Questions to confirm
  • What is the exact model number, chamber size, working opening size, and final external dimension for the requested configuration?
  • What pressure range, airflow pattern, HEPA grade, filter efficiency standard, and leakage acceptance criteria are supplied in the FAT report?
  • Which materials are used for the chamber, windows, gloves, seals, transfer ports, and product-contact surfaces?
  • Can you provide CE documents, electrical drawings, FAT/IQ/OQ templates, calibration certificates, filter certificates, and material certificates before order confirmation?

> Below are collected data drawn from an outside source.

impl ParameterRegistry {
    // ===== 构建 =====

    /// 从参数表文件加载（全有或全无）
    pub fn load<P: AsRef<Path>>(path: P) -> SchemaResult<Self> {
        let definitions = importer::load_schema_file(path)?;
        Self::from_definitions(definitions)
    }

    /// 从 CSV 文本加载
    pub fn from_schema_str(text: &str) -> SchemaResult<Self> {
        let definitions = importer::load_schema_str(text)?;
        Self::from_definitions(definitions)
    }

    /// 从原始行构建
    pub fn from_rows(rows: Vec<RawParamRow>) -> SchemaResult<Self> {
        Self::from_definitions(importer::build_definitions(rows)?)
    }

    /// 加载内置参数表
    pub fn builtin() -> SchemaResult<Self> {
        Self::from_schema_str(BUILTIN_SCHEMA)
    }

    pub fn from_definitions(definitions: Vec<ParameterDefinition>) -> SchemaResult<Self> {
        if definitions.is_empty() {
            return Err(SchemaError::EmptySchema);
        }

        let mut registry = Self {
            definitions: IndexMap::with_capacity(definitions.len()),
            group_index: IndexMap::new(),
            current_values: HashMap::with_capacity(definitions.len()),
            expressions: HashMap::new(),
        };

        for definition in definitions {
            let key = definition.key.clone();
            if registry.definitions.contains_key(&key) {
                return Err(SchemaError::DuplicateDefinition(key));
            }
            registry
                .group_index
                .entry(definition.group.clone())
                .or_default()
                .push(key.clone());
            registry
                .current_values
                .insert(key.clone(), definition.default_value.clone());
            if definition.widget_kind == WidgetKind::Func {
                registry
                    .expressions
                    .insert(key.clone(), definition.default_raw.clone());
            }
            registry.definitions.insert(key, definition);
        }

        info!(
            parameters = registry.definitions.len(),
            groups = registry.group_index.len(),
            "参数注册表已构建"
        );
        registry.check_key_set();
        Ok(registry)
    }

    // ===== 查询 =====

    pub fn len(&self) -> usize {
        self.definitions.len()
    }

    pub fn is_empty(&self) -> bool {
        self.definitions.is_empty()
    }

    pub fn contains(&self, key: &str) -> bool {
        self.definitions.contains_key(key)
    }

    /// 当前值
    pub fn get(&self, key: &str) -> RegistryResult<&ParamValue> {
        self.current_values
            .get(key)
            .ok_or_else(|| RegistryError::UnknownParameter(key.to_string()))
    }

    pub fn definition(&self, key: &str) -> RegistryResult<&ParameterDefinition> {
        self.definitions
            .get(key)
            .ok_or_else(|| RegistryError::UnknownParameter(key.to_string()))
    }

    /// 全部定义（参数表顺序）
    pub fn definitions(&self) -> impl Iterator<Item = &ParameterDefinition> {
        self.definitions.values()
    }

    /// 全部 key（参数表顺序）
    pub fn keys(&self) -> impl Iterator<Item = &str> {
        self.definitions.keys().map(String::as_str)
    }

    /// 分组内的 key（未知分组返回空）
    pub fn by_group(&self, group: &str) -> &[String] {
        self.group_index
            .get(group)
            .map(Vec::as_slice)
            .unwrap_or(&[])
    }

    /// 分组名（按首次出现顺序）
    pub fn groups(&self) -> impl Iterator<Item = &str> {
        self.group_index.keys().map(String::as_str)
    }

    /// GUI 视图
    pub fn view(&self, key: &str) -> RegistryResult<EditableView> {
        let definition = self.definition(key)?;
        Ok(definition.render(self.get(key)?))
    }

    /// Func 参数的表达式文本（其它类型返回 None）
    pub fn expression(&self, key: &str) -> Option<&str> {
        self.expressions.get(key).map(String::as_str)
    }

    // ===== 写入 =====

    /// 经 commit 校验后写入；失败时状态不变
    pub fn set(&mut self, key: &str, value: ParamValue) -> RegistryResult<()> {
        let definition = self.definition(key)?;
        let kind = definition.widget_kind;
        // Func 收到字符串时按表达式求值，记录原文
        let entered = match (&value, kind) {
            (ParamValue::Str(text), WidgetKind::Func) => Some(text.trim().to_string()),
            _ => None,
        };
        let committed = definition
            .commit(value)
            .map_err(|source| validation(key, source))?;

        if kind == WidgetKind::Func {
            let text = match (entered, &committed) {
                (Some(text), _) => text,
                (None, ParamValue::Marker(text)) => text.clone(),
                (None, other) => other.to_string(),
            };
            self.expressions.insert(key.to_string(), text);
        }
        debug!(key, value = %committed, "参数已更新");
        self.current_values.insert(key.to_string(), committed);
        Ok(())
    }

    /// GUI 文本输入
    ///
    /// # 规则
    /// - String: 文本原样作为字符串（无需引号）
    /// - Func: 延迟求值，同时记录表达式文本
    /// - 其它: 严格求值后 commit
    pub fn set_from_text(&mut self, key: &str, text: &str) -> RegistryResult<()> {
        let definition = self.definition(key)?;
        let kind = definition.widget_kind;
        match kind {
            WidgetKind::String => self.set(key, ParamValue::Str(text.to_string())),
            WidgetKind::Func => {
                let value = expr::evaluate_deferred(text)
                    .map_err(|e| validation(key, ValidationError::Expression(e)))?;
                let committed = definition
                    .commit(value)
                    .map_err(|source| validation(key, source))?;
                debug!(key, expression = text.trim(), "函数参数已更新");
                self.expressions
                    .insert(key.to_string(), text.trim().to_string());
                self.current_values.insert(key.to_string(), committed);
                Ok(())
            }
            _ => {
                let value = expr::evaluate(text)
                    .map_err(|e| validation(key, ValidationError::Expression(e)))?;
                self.set(key, value)
            }
        }
    }

    /// 恢复单个参数的默认值
    pub fn reset_to_default(&mut self, key: &str) -> RegistryResult<()> {
        if !self.restore_default(key) {
            return Err(RegistryError::UnknownParameter(key.to_string()));
        }
        debug!(key, "参数已恢复默认值");
        Ok(())
    }

    /// 写回默认值（含 Func 表达式文本）；key 不在参数表中时返回 false
    pub(crate) fn restore_default(&mut self, key: &str) -> bool {
        let Some(definition) = self.definitions.get(key) else {
            return false;
        };
        self.current_values
            .insert(key.to_string(), definition.default_value.clone());
        if definition.widget_kind == WidgetKind::Func {
            self.expressions
                .insert(key.to_string(), definition.default_raw.clone());
        }
        true
    }

    /// 全部恢复默认值
    pub fn reset_all(&mut self) {
        for (key, definition) in &self.definitions {
            self.current_values
                .insert(key.clone(), definition.default_value.clone());
            if definition.widget_kind == WidgetKind::Func {
                self.expressions
                    .insert(key.clone(), definition.default_raw.clone());
            }
        }
        self.check_key_set();
        info!("全部参数已恢复默认值");
    }

    // ===== 变更追踪 =====

    /// 当前值与默认值不同的 key（参数表顺序）
    pub fn modified_keys(&self) -> Vec<&str> {
        self.definitions
            .iter()
            .filter(|(key, definition)| {
                self.current_values.get(key.as_str()) != Some(&definition.default_value)
            })
            .map(|(key, _)| key.as_str())
            .collect()
    }

    /// 与上次运行时的值逐个对比
    pub fn compare(&self, previous: &ValueMap) -> Vec<ParamChange> {
        self.definitions
            .keys()
            .filter_map(|key| {
                let current = self.current_values.get(key)?;
                let change = match previous.get(key) {
                    None => ParamChange::Missing { key: key.clone() },
                    Some(prev) if prev == current => ParamChange::Unchanged { key: key.clone() },
                    Some(prev) => ParamChange::Changed {
                        key: key.clone(),
                        previous: prev.to_string(),
                        current: current.to_string(),
                    },
                };
                Some(change)
            })
            .collect()
    }

    /// 当前值（参数表顺序）
    pub fn values(&self) -> ValueMap {
        self.definitions
            .keys()
            .filter_map(|key| {
                self.current_values
                    .get(key)
                    .map(|value| (key.clone(), value.clone()))
            })
            .collect()
    }

    pub(crate) fn check_key_set(&self) {
        debug_assert_eq!(self.current_values.len(), self.definitions.len());
        debug_assert!(self
            .definitions
            .keys()
            .all(|key| self.current_values.contains_key(key)));
    }
}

  • Is the unit designed for powder weighing, sampling, packing, warehouse inspection, tablet press isolation, or another defined process?
  • Does the quoted configuration include explosion-proof components, built-in weighing, printer, data storage, alarms, transfer hatch, spare gloves, and spare filters?
  • What are the confirmed packing dimensions, gross weight, HS code, lead time, warranty scope, installation support, and spare-parts availability?
  • Are site utilities, compressed air, exhaust connection, room classification, and power supply requirements specified in the technical proposal?
Checks before quote
  • This is equipment, not a CAS-numbered chemical; CAS, assay, concentration, and impurity checks are not applicable except for any supplied consumables, disinfectants, gasket materials, or filter media declarations
  • Request CE certificate, declaration of conformity, test reports, user manual, electrical drawings, FAT protocol, IQ/OQ documentation, calibration certificates, and material certificates for product-contact surfaces if applicable
  • Verify filter integrity test method, pressure-hold or leak test criteria, airflow visualization, noise level, electrical standard, and control-system data integrity features required by the destination site
  • If explosion-proof configuration is required, request the exact ATEX, IECEx, CNEX, or local explosion-proof certificate scope rather than relying on a general customization statement
  • Confirm DG/export classification for any batteries, disinfectant agents, sensors, or accessories shipped with the equipment; the isolator itself is generally equipment cargo but freight classification should be confirmed
  • Check destination import requirements for cleanroom equipment, electrical safety, pressure monitoring devices, and biosafety or containment use claims
  • Supplier marketplace claims such as audited factory, secure payment, and CE should be independently verified against the final proforma invoice model and serial configuration
Next step

Send the product page with your target quantity and market. A sourcing manager can then confirm sample options, supplier fit, packaging details, and open document gaps.